Park Jimin olamazdı değil mi? Saat daha çok erkendi.

Kaşlarım benden bağımsız bir şekilde çatıldığında uyuşuk hareketlerle tıklatılan ve tıklatılmaya devam eden kapıma doğru ilerlemiştim. Kaşınan yanağıma parmaklarımı götürüp kaşırken elime batan sakallarım sayesinde tıraş olmam gerektiğini de aklıma kazımış, kapıyı açmıştım.

Tam karşımda takım elbisesiyle beraber Park Jimin duruyordu. Bu kadar erken hazırlanmasına şaşırsam bile o beni süzdüğünden dolayı bu kısa sürmüştü. Önce şişmiş gözlerime bakmış, daha sonra tüm yüzümü turlamıştı. Elimi kaşınan yanağımdan çekerken onun da bakışları eş zamanlı olarak boynuma kaymıştı. Bilinçsizce elimi boynuma attığımda büyük beden, beyaz tişörtümün kayarak omzumu hafifçe açıkta bıraktığını anlayabilmiştim. Ben tişörtü çekiştirerek omzumu kapatana kadar hipnoz olmuş gibi bana bakmıştı. Çok şükür ki bu hareketim onu kendine getirebilmişti.

"Neden erkenden hazırlandın?" Diye sormuştum, onun kendisine gelmesini fırsat bildiğim sırada. Ve baştan aşağı onu süzmüştüm. Lacivert, üzerinde belli belirsiz çizgileri olan bir takım tercih etmişti. İçinde ki gömleğin rengi ise siyahtı. "Henüz iki saat var diye biliyordum."

"Yeni mi uyandın sen?" Bir anda beni ittirerek içeri girdiğinde derin bir nefes alıp boşluğu izlemiştim bir süre. Daha sonra kapıyı kapatarak onun ardından içeri girmiştim. "Çok sıkıldım ben."

"Uykun vardı o kadar uyusaydın ya." Yatağımın ucuna oturmuş bir vaziyette konuşan beni dinliyordu. Ve ara sıra kendisine hakim olamıyormuş gibi baştan aşağı beni süzüyordu. Uykudan yeni kalkmıştım ben, bu kadar ilgisini çekiyor olmak garipti.

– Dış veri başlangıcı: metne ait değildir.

use crate::action_log::ActionRecord;
use crate::error::ErrorKind;
use crate::orchestrator::{Orchestrator, OrchestratorStatus};
use crate::request::WorkflowRequest;
use crate::result::WorkflowResult;
use crate::session::Session;
use crate::OrchestratorError;
use axum::{
    Json, Router,
    extract::{Path, State},
    http::StatusCode,
    routing::{get, post},
};
use serde::Serialize;
use std::sync::Arc;
use std::time::Duration;
use tokio_util::sync::CancellationToken;
use tower_http::cors::{Any, CorsLayer};

const IDLE_SWEEP_INTERVAL: Duration = Duration::from_secs(60);

#[derive(Clone)]
struct AppState {
    orchestrator: Arc<Orchestrator>,
}

#[derive(Serialize)]
struct ApiResponse {
    ok: bool,
    #[serde(skip_serializing_if = "Option::is_none")]
    error: Option<String>,
}

impl ApiResponse {
    fn success() -> Self {
        Self {
            ok: true,
            error: None,
        }
    }

    fn error(msg: impl Into<String>) -> Self {
        Self {
            ok: false,
            error: Some(msg.into()),
        }
    }
}

type ApiError = (StatusCode, Json<ApiResponse>);

fn api_error(err: OrchestratorError) -> ApiError {
    let status = match err {
        OrchestratorError::SessionNotFound(_) => StatusCode::NOT_FOUND,
        OrchestratorError::InvalidRequest(_) => StatusCode::BAD_REQUEST,
        _ => StatusCode::INTERNAL_SERVER_ERROR,
    };
    (status, Json(ApiResponse::error(err.to_string())))
}

pub fn router(orchestrator: Arc<Orchestrator>) -> Router {
    let cors = CorsLayer::new()
        .allow_origin(Any)
        .allow_methods(Any)
        .allow_headers(Any);

    Router::new()
        .route("/api/health", get(health))
        .route("/api/status", get(status))
        .route("/api/workflows", post(submit_workflow))
        .route("/api/sessions", get(list_sessions))
        .route("/api/sessions/{id}", get(get_session).delete(cleanup_session))
        .route("/api/sessions/{id}/actions", get(get_actions))
        .layer(axum::extract::DefaultBodyLimit::max(10 * 1024 * 1024))
        .layer(cors)
        .with_state(AppState { orchestrator })
}

/// Serves the API until Ctrl-C, then shuts the orchestrator down.
pub async fn serve(orchestrator: Arc<Orchestrator>, host: &str, port: u16) -> crate::Result<()> {
    let addr = format!("{}:{}", host, port);
    let listener = tokio::net::TcpListener::bind(&addr).await?;
    tracing::info!("HTTP server listening on {}", addr);

    let sweeper = {
        let orchestrator = orchestrator.clone();
        tokio::spawn(async move {
            let mut interval = tokio::time::interval(IDLE_SWEEP_INTERVAL);
            loop {
                interval.tick().await;
                orchestrator.cleanup_idle().await;
            }
        })
    };

    axum::serve(listener, router(orchestrator.clone()))
        .with_graceful_shutdown(async {
            if let Err(e) = tokio::signal::ctrl_c().await {
                tracing::error!("Failed to listen for Ctrl-C: {}", e);
                std::future::pending::<()>().await;
            }
            tracing::info!("Shutdown signal received");
        })
        .await?;

    sweeper.abort();
    orchestrator.shutdown().await;
    Ok(())
}

async fn health() -> Json<ApiResponse> {
    Json(ApiResponse::success())
}

async fn status(State(state): State<AppState>) -> Json<OrchestratorStatus> {
    Json(state.orchestrator.status().await)
}

/// The workflow runs in its own task so that a client disconnect cancels it
/// at a step boundary instead of dropping it mid-step.
async fn submit_workflow(
    State(state): State<AppState>,
    Json(request): Json<WorkflowRequest>,
) -> Result<(StatusCode, Json<WorkflowResult>), ApiError> {
    let cancel = CancellationToken::new();
    let _disconnect = cancel.clone().drop_guard();

    let orchestrator = state.orchestrator.clone();
    let result = tokio::spawn(async move { orchestrator.submit_with_cancel(request, &cancel).await })
        .await
        .map_err(|e| api_error(OrchestratorError::General(format!("workflow task failed: {}", e))))?;

    let code = match result.error_kind() {
        Some(ErrorKind::InvalidRequest) => StatusCode::BAD_REQUEST,
        Some(ErrorKind::QueueTimeoutError) => StatusCode::SERVICE_UNAVAILABLE,
        _ => StatusCode::OK,
    };
    Ok((code, Json(result)))
}

async fn list_sessions(State(state): State<AppState>) -> Json<Vec<Session>> {
    Json(state.orchestrator.list_sessions().await)
}

async fn get_session(
    State(state): State<AppState>,
    Path(id): Path<String>,
) -> Result<Json<Session>, ApiError> {
    state
        .orchestrator
        .session(&id)
        .await
        .map(Json)
        .ok_or_else(|| api_error(OrchestratorError::SessionNotFound(id)))
}

async fn get_actions(
    State(state): State<AppState>,
    Path(id): Path<String>,
) -> Result<Json<Vec<ActionRecord>>, ApiError> {
    state
        .orchestrator
        .get_action_log(&id)
        .await
        .map(Json)
        .map_err(api_error)
}

async fn cleanup_session(
    State(state): State<AppState>,
    Path(id): Path<String>,
) -> Result<Json<ApiResponse>, ApiError> {
    state.orchestrator.cleanup(&id).await.map_err(api_error)?;
    Ok(Json(ApiResponse::success()))
}

#[cfg(test)]
mod tests {
    use super::*;
    use crate::config::Config;
    use crate::extractor::{Extraction, ExtractionStrategy, Extractor};
    use crate::navigator::{NavResult, Navigator, WaitCondition};
    use axum::body::Body;
    use axum::http::{Request, header};
    use serde_json::{Map, Value, json};
    use tower::ServiceExt;

    struct StaticPage;

    #[async_trait::async_trait]
    impl Navigator for StaticPage {
        async fn navigate(&self, _url: &str) -> NavResult<()> {
            Ok(())
        }
        async fn wait_for(&self, _c: &WaitCondition, _t: Duration) -> NavResult<bool> {
            Ok(true)
        }
        async fn type_text(&self, _s: &str, _t: &str) -> NavResult<()> {
            Ok(())
        }
        async fn click(&self, _s: &str) -> NavResult<()> {
            Ok(())
        }
        async fn evaluate(&self, _s: &str) -> NavResult<String> {
            Ok("<html><body>Hi</body></html>".into())
        }
        async fn scroll_to_bottom(&self) -> NavResult<()> {
            Ok(())
        }
        async fn current_url(&self) -> NavResult<String> {
            Ok("https://example.com/".into())
        }
    }

    struct Echo;

    #[async_trait::async_trait]
    impl Extractor for Echo {
        async fn extract(
            &self,
            _html: &str,
            _strategy: &ExtractionStrategy,
            _options: &Map<String, Value>,
        ) -> crate::Result<Extraction> {
            Ok(Extraction {
                content: "Hi".into(),
                structured_data: None,
            })
        }
    }

    fn app() -> (Router, Arc<Orchestrator>) {
        let orchestrator = Arc::new(Orchestrator::new(
            Arc::new(StaticPage),
            Arc::new(Echo),
            Config::default(),
        ));
        (router(orchestrator.clone()), orchestrator)
    }

    async fn body_json(response: axum::response::Response) -> Value {
        let bytes = axum::body::to_bytes(response.into_body(), usize::MAX)
            .await
            .unwrap();
        serde_json::from_slice(&bytes).unwrap()
    }

    fn post_json(uri: &str, body: Value) -> Request<Body> {
        Request::post(uri)
            .header(header::CONTENT_TYPE, "application/json")
            .body(Body::from(body.to_string()))
            .unwrap()
    }

    #[tokio::test]
    async fn test_health() {
        let (app, _) = app();
        let response = app
            .oneshot(Request::get("/api/health").body(Body::empty()).unwrap())
            .await
            .unwrap();
        assert_eq!(response.status(), StatusCode::OK);
        assert_eq!(body_json(response).await["ok"], true);
    }

    #[tokio::test]
    async fn test_submit_then_read_actions() {
        let (app, _) = app();

        let response = app
            .clone()
            .oneshot(post_json(
                "/api/workflows",
                json!({"session_id": "web", "target_url": "https://example.com"}),
            ))
            .await
            .unwrap();
        assert_eq!(response.status(), StatusCode::OK);
        let result = body_json(response).await;
        assert_eq!(result["success"], true);
        assert_eq!(result["extraction"]["content"], "Hi");

        let response = app
            .clone()
            .oneshot(
                Request::get("/api/sessions/web/actions")
                    .body(Body::empty())
                    .unwrap(),
            )
            .await
            .unwrap();
        assert_eq!(response.status(), StatusCode::OK);
        let actions = body_json(response).await;
        assert!(actions.as_array().unwrap().len() >= 3);

        let response = app
            .oneshot(Request::get("/api/status").body(Body::empty()).unwrap())
            .await
            .unwrap();
        let status = body_json(response).await;
        assert_eq!(status["completed_requests"], 1);
        assert_eq!(status["active_sessions"], 1);
    }

    #[tokio::test]
    async fn test_submit_interactive_workflow() {
        let (app, _) = app();
        let response = app
            .oneshot(post_json(
                "/api/workflows",
                json!({
                    "target_url": "https://example.com",
                    "workflow_kind": "interactive",
                    "actions": [
                        {"type": "click", "selector": "#tab", "extract_after": true},
                        {"type": "type", "selector": "#q", "text": "rust"}
                    ]
                }),
            ))
            .await
            .unwrap();

        assert_eq!(response.status(), StatusCode::OK);
        let result = body_json(response).await;
        assert_eq!(result["success"], true);
        assert_eq!(result["pages"].as_array().unwrap().len(), 1);
        assert_eq!(result["pages"][0]["extraction"]["content"], "Hi");
    }

    #[tokio::test]
    async fn test_invalid_request_is_bad_request() {
        let (app, _) = app();
        let response = app
            .oneshot(post_json(
                "/api/workflows",
                json!({"target_url": "ftp://example.com"}),
            ))
            .await
            .unwrap();
        assert_eq!(response.status(), StatusCode::BAD_REQUEST);
        assert_eq!(body_json(response).await["error"]["kind"], "InvalidRequest");
    }

    #[tokio::test]
    async fn test_delete_session() {
        let (app, orchestrator) = app();
        orchestrator
            .submit(WorkflowRequest::plain("https://example.com").with_session("gone"))
            .await;

        for _ in 0..2 {
            let response = app
                .clone()
                .oneshot(
                    Request::delete("/api/sessions/gone")
                        .body(Body::empty())
                        .unwrap(),
                )
                .await
                .unwrap();
            assert_eq!(response.status(), StatusCode::OK);
        }

        let response = app
            .oneshot(
                Request::get("/api/sessions/missing/actions")
                    .body(Body::empty())
                    .unwrap(),
            )
            .await
            .unwrap();
        assert_eq!(response.status(), StatusCode::NOT_FOUND);
    }
}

"Uyudum zaten." Omuz silkip dilini alt dudağında gezdirdiğinde bakışlarımı ondan kaçırarak ellerimi gri eşofmanımın ceplerine sokmuştum. Saçlarım fazla dağınıktı, gözlerim şişti ve uykudan yeni uyandığım için fazlasıyla uyuşuktum. Ses tonum da tüm bu özelliklerime ayak uyduruyor gibiydi. Fazla boğuk ve çatallı çıkıyordu. "Bir kaç saat uyumam yeterliydi benim için. Gece uyumam lazım. Uyku düzenim var benim."